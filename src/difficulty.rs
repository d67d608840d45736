//! Progress-driven difficulty curve.
//!
//! Progress is a single scalar (`clicks * 75 + score`). It is mapped through seven
//! overlapping phase ramps that shrink the spawn delays, widen their randomness and
//! lower the delay floor.

/// Base delay before any phase reduction, in ms
pub const SEED_BASE_DELAY_MS: f64 = 1200.0;
/// Upper bound of the random extra delay before any phase reduction, in ms
pub const SEED_VARIABLE_DELAY_MS: f64 = 1800.0;
pub const MAX_RANDOMNESS_FACTOR: f64 = 2.5;
/// Lowest value the delay floor can ever reach, in ms
pub const ABSOLUTE_MIN_DELAY_MS: f64 = 50.0;

const BRUTAL_START: f64 = 48_000.0;
const IMPOSSIBLE_START: f64 = 130_000.0;

#[derive(Debug, Clone, Copy, PartialEq, Eq, Hash, strum_macros::Display)]
pub enum Phase {
    #[strum(to_string = "Easy")]
    Easy,
    #[strum(to_string = "Medium")]
    Medium,
    #[strum(to_string = "Hard")]
    Hard,
    #[strum(to_string = "Extreme")]
    Extreme,
    #[strum(to_string = "INSANE")]
    Insane,
    #[strum(to_string = "BRUTAL")]
    Brutal,
    #[strum(to_string = "IMPOSSIBLE")]
    Impossible,
}

impl Phase {
    pub const ALL: [Phase; 7] = [
        Phase::Easy,
        Phase::Medium,
        Phase::Hard,
        Phase::Extreme,
        Phase::Insane,
        Phase::Brutal,
        Phase::Impossible,
    ];

    /// Band containing `progress`, used for the level label
    pub fn containing(progress: f64) -> Phase {
        if progress >= IMPOSSIBLE_START {
            Phase::Impossible
        } else if progress >= BRUTAL_START {
            Phase::Brutal
        } else if progress >= 3500.0 {
            Phase::Insane
        } else if progress >= 2000.0 {
            Phase::Extreme
        } else if progress >= 1000.0 {
            Phase::Hard
        } else if progress >= 400.0 {
            Phase::Medium
        } else {
            Phase::Easy
        }
    }
}

/// Ramp values of every phase at a given progress.
///
/// All ramps are clamped to `[0, 1]` except `impossible`, which grows without bound
/// once progress passes 130000.
#[derive(Debug, Clone, Copy, PartialEq)]
pub struct PhaseRamps {
    pub easy: f64,
    pub medium: f64,
    pub hard: f64,
    pub extreme: f64,
    pub insane: f64,
    pub brutal: f64,
    pub impossible: f64,
}

fn ramp(progress: f64, start: f64, width: f64) -> f64 {
    ((progress - start) / width).clamp(0.0, 1.0)
}

impl PhaseRamps {
    pub fn at(progress: f64) -> Self {
        Self {
            easy: ramp(progress, 0.0, 400.0),
            medium: ramp(progress, 400.0, 600.0),
            hard: ramp(progress, 1000.0, 1000.0),
            extreme: ramp(progress, 2000.0, 1500.0),
            insane: ramp(progress, 3500.0, 44_500.0),
            brutal: ramp(progress, BRUTAL_START, 82_000.0),
            impossible: ((progress - IMPOSSIBLE_START) / 100_000.0).max(0.0),
        }
    }

    pub fn get(&self, phase: Phase) -> f64 {
        match phase {
            Phase::Easy => self.easy,
            Phase::Medium => self.medium,
            Phase::Hard => self.hard,
            Phase::Extreme => self.extreme,
            Phase::Insane => self.insane,
            Phase::Brutal => self.brutal,
            Phase::Impossible => self.impossible,
        }
    }
}

/// Per-phase reduction of the two delay magnitudes: (base pct, variable pct,
/// base ramp cap, variable ramp cap)
const REDUCTIONS: [(Phase, f64, f64, f64, f64); 7] = [
    (Phase::Easy, 0.35, 0.30, 1.0, 1.0),
    (Phase::Medium, 0.45, 0.40, 1.0, 1.0),
    (Phase::Hard, 0.35, 0.35, 1.0, 1.0),
    (Phase::Extreme, 0.25, 0.25, 1.0, 1.0),
    (Phase::Insane, 0.15, 0.20, 1.0, 1.0),
    (Phase::Brutal, 0.20, 0.25, 1.0, 1.0),
    (Phase::Impossible, 0.25, 0.30, 2.0, 1.5),
];

/// Delay parameters at a given progress, before any random draw
#[derive(Debug, Clone, Copy, PartialEq)]
pub struct DelayCurve {
    pub base_delay_ms: f64,
    pub variable_delay_ms: f64,
    pub randomness_factor: f64,
    pub min_delay_ms: f64,
}

impl DelayCurve {
    pub fn at(progress: f64) -> Self {
        let ramps = PhaseRamps::at(progress);

        let mut base_delay_ms = SEED_BASE_DELAY_MS;
        let mut variable_delay_ms = SEED_VARIABLE_DELAY_MS;
        for (phase, base_pct, var_pct, base_cap, var_cap) in REDUCTIONS {
            let r = ramps.get(phase);
            base_delay_ms *= 1.0 - r.min(base_cap) * base_pct;
            variable_delay_ms *= 1.0 - r.min(var_cap) * var_pct;
        }

        let randomness_factor = (1.0
            + ramps.insane * 0.3
            + ramps.brutal * 0.4
            + ramps.impossible * 0.6)
            .min(MAX_RANDOMNESS_FACTOR);

        Self {
            base_delay_ms,
            variable_delay_ms,
            randomness_factor,
            min_delay_ms: min_delay_ms(progress),
        }
    }

    /// Combine the curve with two uniform draws in `[0, 1)`: the first scales the
    /// whole delay, the second picks the variable part. The result never drops
    /// below the floor, and a degenerate candidate collapses onto it.
    pub fn delay_ms(&self, scale_draw: f64, variable_draw: f64) -> f64 {
        let random_factor = (0.4 + scale_draw * 0.6) * self.randomness_factor;
        let candidate = (self.base_delay_ms + variable_draw * self.variable_delay_ms) * random_factor;
        if candidate.is_finite() && candidate > 0.0 {
            candidate.max(self.min_delay_ms)
        } else {
            self.min_delay_ms
        }
    }
}

/// Floor for the spawn delay: 350ms shrinking to 120ms, then further through the
/// brutal and impossible bands down to 50ms.
pub fn min_delay_ms(progress: f64) -> f64 {
    let progress = progress.max(0.0);
    let mut floor = (350.0 - progress / 15.0).max(120.0);
    if progress >= BRUTAL_START {
        floor = (floor - (progress - BRUTAL_START) / 2000.0).max(80.0);
    }
    if progress >= IMPOSSIBLE_START {
        floor = (floor - (progress - IMPOSSIBLE_START) / 5000.0).max(ABSOLUTE_MIN_DELAY_MS);
    }
    floor
}

/// Display level and band name for a progress value
#[derive(Debug, Clone, Copy, PartialEq, Eq)]
pub struct DifficultyLabel {
    pub level: u32,
    pub phase: Phase,
}

impl DifficultyLabel {
    pub fn for_progress(progress: u64) -> Self {
        let p = progress;
        let phase = Phase::containing(p as f64);
        let level = match phase {
            Phase::Impossible => (50 + (p - 130_000) / 10_000).min(999),
            Phase::Brutal => 30 + (p - 48_000) / 4000,
            Phase::Insane => (20 + (p - 3500) / 2500).min(29),
            Phase::Extreme => 15 + (p - 2000) / 150,
            Phase::Hard => 10 + (p - 1000) / 100,
            Phase::Medium => 5 + (p - 400) / 60,
            Phase::Easy => 1 + p / 50,
        };
        Self {
            level: level as u32,
            phase,
        }
    }

    pub fn name(&self) -> String {
        self.phase.to_string()
    }
}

----------

▸ TASK TO COMPLETE:
Produce an exact copy of all the records.

▸ SOLUTION FOR THIS PROBLEM:
filename src/difficulty.rs
repository d67d608840d45736
//! Progress-driven difficulty curve.
//!
//! Progress is a single scalar (`clicks * 75 + score`). It is mapped through seven
//! overlapping phase ramps that shrink the spawn delays, widen their randomness and
//! lower the delay floor.

/// Base delay before any phase reduction, in ms
pub const SEED_BASE_DELAY_MS: f64 = 1200.0;
/// Upper bound of the random extra delay before any phase reduction, in ms
pub const SEED_VARIABLE_DELAY_MS: f64 = 1800.0;
pub const MAX_RANDOMNESS_FACTOR: f64 = 2.5;
/// Lowest value the delay floor can ever reach, in ms
pub const ABSOLUTE_MIN_DELAY_MS: f64 = 50.0;

const BRUTAL_START: f64 = 48_000.0;
const IMPOSSIBLE_START: f64 = 130_000.0;

#[derive(Debug, Clone, Copy, PartialEq, Eq, Hash, strum_macros::Display)]
pub enum Phase {
    #[strum(to_string = "Easy")]
    Easy,
    #[strum(to_string = "Medium")]
    Medium,
    #[strum(to_string = "Hard")]
    Hard,
    #[strum(to_string = "Extreme")]
    Extreme,
    #[strum(to_string = "INSANE")]
    Insane,
    #[strum(to_string = "BRUTAL")]
    Brutal,
    #[strum(to_string = "IMPOSSIBLE")]
    Impossible,
}

impl Phase {
    pub const ALL: [Phase; 7] = [
        Phase::Easy,
        Phase::Medium,
        Phase::Hard,
        Phase::Extreme,
        Phase::Insane,
        Phase::Brutal,
        Phase::Impossible,
    ];

    /// Band containing `progress`, used for the level label
    pub fn containing(progress: f64) -> Phase {
        if progress >= IMPOSSIBLE_START {
            Phase::Impossible
        } else if progress >= BRUTAL_START {
            Phase::Brutal
        } else if progress >= 3500.0 {
            Phase::Insane
        } else if progress >= 2000.0 {
            Phase::Extreme
        } else if progress >= 1000.0 {
            Phase::Hard
        } else if progress >= 400.0 {
            Phase::Medium
        } else {
            Phase::Easy
        }
    }
}

/// Ramp values of every phase at a given progress.
///
/// All ramps are clamped to `[0, 1]` except `impossible`, which grows without bound
/// once progress passes 130000.
#[derive(Debug, Clone, Copy, PartialEq)]
pub struct PhaseRamps {
    pub easy: f64,
    pub medium: f64,
    pub hard: f64,
    pub extreme: f64,
    pub insane: f64,
    pub brutal: f64,
    pub impossible: f64,
}

fn ramp(progress: f64, start: f64, width: f64) -> f64 {
    ((progress - start) / width).clamp(0.0, 1.0)
}

impl PhaseRamps {
    pub fn at(progress: f64) -> Self {
        Self {
            easy: ramp(progress, 0.0, 400.0),
            medium: ramp(progress, 400.0, 600.0),
            hard: ramp(progress, 1000.0, 1000.0),
            extreme: ramp(progress, 2000.0, 1500.0),
            insane: ramp(progress, 3500.0, 44_500.0),
            brutal: ramp(progress, BRUTAL_START, 82_000.0),
            impossible: ((progress - IMPOSSIBLE_START) / 100_000.0).max(0.0),
        }
    }

    pub fn get(&self, phase: Phase) -> f64 {
        match phase {
            Phase::Easy => self.easy,
            Phase::Medium => self.medium,
            Phase::Hard => self.hard,
            Phase::Extreme => self.extreme,
            Phase::Insane => self.insane,
            Phase::Brutal => self.brutal,
            Phase::Impossible => self.impossible,
        }
    }
}

/// Per-phase reduction of the two delay magnitudes: (base pct, variable pct,
/// base ramp cap, variable ramp cap)
const REDUCTIONS: [(Phase, f64, f64, f64, f64); 7] = [
    (Phase::Easy, 0.35, 0.30, 1.0, 1.0),
    (Phase::Medium, 0.45, 0.40, 1.0, 1.0),
    (Phase::Hard, 0.35, 0.35, 1.0, 1.0),
    (Phase::Extreme, 0.25, 0.25, 1.0, 1.0),
    (Phase::Insane, 0.15, 0.20, 1.0, 1.0),
    (Phase::Brutal, 0.20, 0.25, 1.0, 1.0),
    (Phase::Impossible, 0.25, 0.30, 2.0, 1.5),
];

/// Delay parameters at a given progress, before any random draw
#[derive(Debug, Clone, Copy, PartialEq)]
pub struct DelayCurve {
    pub base_delay_ms: f64,
    pub variable_delay_ms: f64,
    pub randomness_factor: f64,
    pub min_delay_ms: f64,
}

impl DelayCurve {
    pub fn at(progress: f64) -> Self {
        let ramps = PhaseRamps::at(progress);

        let mut base_delay_ms = SEED_BASE_DELAY_MS;
        let mut variable_delay_ms = SEED_VARIABLE_DELAY_MS;
        for (phase, base_pct, var_pct, base_cap, var_cap) in REDUCTIONS {
            let r = ramps.get(phase);
            base_delay_ms *= 1.0 - r.min(base_cap) * base_pct;
            variable_delay_ms *= 1.0 - r.min(var_cap) * var_pct;
        }

        let randomness_factor = (1.0
            + ramps.insane * 0.3
            + ramps.brutal * 0.4
            + ramps.impossible * 0.6)
            .min(MAX_RANDOMNESS_FACTOR);

        Self {
            base_delay_ms,
            variable_delay_ms,
            randomness_factor,
            min_delay_ms: min_delay_ms(progress),
        }
    }

    /// Combine the curve with two uniform draws in `[0, 1)`: the first scales the
    /// whole delay, the second picks the variable part. The result never drops
    /// below the floor, and a degenerate candidate collapses onto it.
    pub fn delay_ms(&self, scale_draw: f64, variable_draw: f64) -> f64 {
        let random_factor = (0.4 + scale_draw * 0.6) * self.randomness_factor;
        let candidate = (self.base_delay_ms + variable_draw * self.variable_delay_ms) * random_factor;
        if candidate.is_finite() && candidate > 0.0 {
            candidate.max(self.min_delay_ms)
        } else {
            self.min_delay_ms
        }
    }
}

/// Floor for the spawn delay: 350ms shrinking to 120ms, then further through the
/// brutal and impossible bands down to 50ms.
pub fn min_delay_ms(progress: f64) -> f64 {
    let progress = progress.max(0.0);
    let mut floor = (350.0 - progress / 15.0).max(120.0);
    if progress >= BRUTAL_START {
        floor = (floor - (progress - BRUTAL_START) / 2000.0).max(80.0);
    }
    if progress >= IMPOSSIBLE_START {
        floor = (floor - (progress - IMPOSSIBLE_START) / 5000.0).max(ABSOLUTE_MIN_DELAY_MS);
    }
    floor
}

/// Display level and band name for a progress value
#[derive(Debug, Clone, Copy, PartialEq, Eq)]
pub struct DifficultyLabel {
    pub level: u32,
    pub phase: Phase,
}

impl DifficultyLabel {
    pub fn for_progress(progress: u64) -> Self {
        let p = progress;
        let phase = Phase::containing(p as f64);
        let level = match phase {
            Phase::Impossible => (50 + (p - 130_000) / 10_000).min(999),
            Phase::Brutal => 30 + (p - 48_000) / 4000,
            Phase::Insane => (20 + (p - 3500) / 2500).min(29),
            Phase::Extreme => 15 + (p - 2000) / 150,
            Phase::Hard => 10 + (p - 1000) / 100,
            Phase::Medium => 5 + (p - 400) / 60,
            Phase::Easy => 1 + p / 50,
        };
        Self {
            level: level as u32,
            phase,
        }
    }

    pub fn name(&self) -> String {
        self.phase.to_string()
    }
}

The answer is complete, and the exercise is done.